Some notes on recent research news on sleep, dementia, and cardiovascular disease:
Recent news on sleep: Some notes on recent... - Cure Parkinson's
Recent news on sleep
The study that you referred to: Association of sleep duration in middle and old age with incidence of dementia (2021)
nature.com/articles/s41467-...
Establishes an association, and adjusted for various factors, but did not adjust for Parkinson's which is known to cause both insomnia and dementia.
Association is not necessarily causation.
Correlation vs causation is discussed both the NYT and Guardian article. I have edited to include a bullet point on the article from the Guardian regarding disrupted sleep as a prodromal symptom ( though I had thought that the bullet point under the NYT link implied the existence of the ongoing debate on causality ...)
The association of risk of dementia and poor sleep has been known for some time, the reason the Nature study is news is because it followed people for 25 years and according to the researchers quoted in the NYT article, pathological changes in the brain for AD occur at 15 - 20 years prior to symptoms of dementia.
An alternative explanation that involves shared causality due to dysfunction of the locus coeruleus is offered at the end of my post.
another edit to the post; added this to the end:
The following review discusses the role of degeneration of the locus coeruleus in neuroinflammation and pathogenesis of dementia, Alzheimer's and Parkinson's:
Locus Coeruleus Modulates Neuroinflammation in Parkinsonism and Dementia (2020)
pubmed.ncbi.nlm.nih.gov/332...
"Locus Coeruleus (LC) is the main noradrenergic nucleus of the central nervous system, and its neurons widely innervate the whole brain.
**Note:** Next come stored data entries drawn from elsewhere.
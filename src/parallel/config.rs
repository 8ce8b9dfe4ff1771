//! Executor Configuration

use crate::error::{Result, SpaceError};

/// Worker count used when nothing else is configured
pub const DEFAULT_WORKERS: usize = 20;

/// Parallel executor configuration
#[derive(Debug, Clone)]
pub struct ExecutorConfig {
    /// Number of worker threads per parallel call (capped at the range length)
    pub workers: usize,
    /// Whether to pin workers to CPU cores
    pub pin_to_cores: bool,
}

impl Default for ExecutorConfig {
    fn default() -> Self {
        Self {
            workers: DEFAULT_WORKERS,
            pin_to_cores: false,
        }
    }
}

impl ExecutorConfig {
    /// One worker per logical CPU
    pub fn auto() -> Self {
        Self::default().with_workers(num_cpus::get())
    }

    /// Set the worker count
    pub fn with_workers(mut self, workers: usize) -> Self {
        self.workers = workers;
        self
    }

    /// Enable or disable core pinning
    pub fn with_pinning(mut self, pin: bool) -> Self {
        self.pin_to_cores = pin;
        self
    }

    /// Reject a zero worker count
    pub fn validate(&self) -> Result<()> {
        if self.workers == 0 {
            return Err(SpaceError::InvalidWorkerCount(self.workers));
        }
        Ok(())
    }
}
LC is severely degenerated both in Alzheimer's disease (AD) and in Parkinson's disease (PD), years before the onset of clinical symptoms, through mechanisms that differ among the two disorders.
...
New imaging and biochemical tools have recently been developed in humans to estimate in vivo the integrity of LC, the degree of neuroinflammation, and pathology AD/PD biomarkers; it is auspicable that these will allow in the near future to test the existence of a link between LC-neuroinflammation and neurodegeneration directly in patients."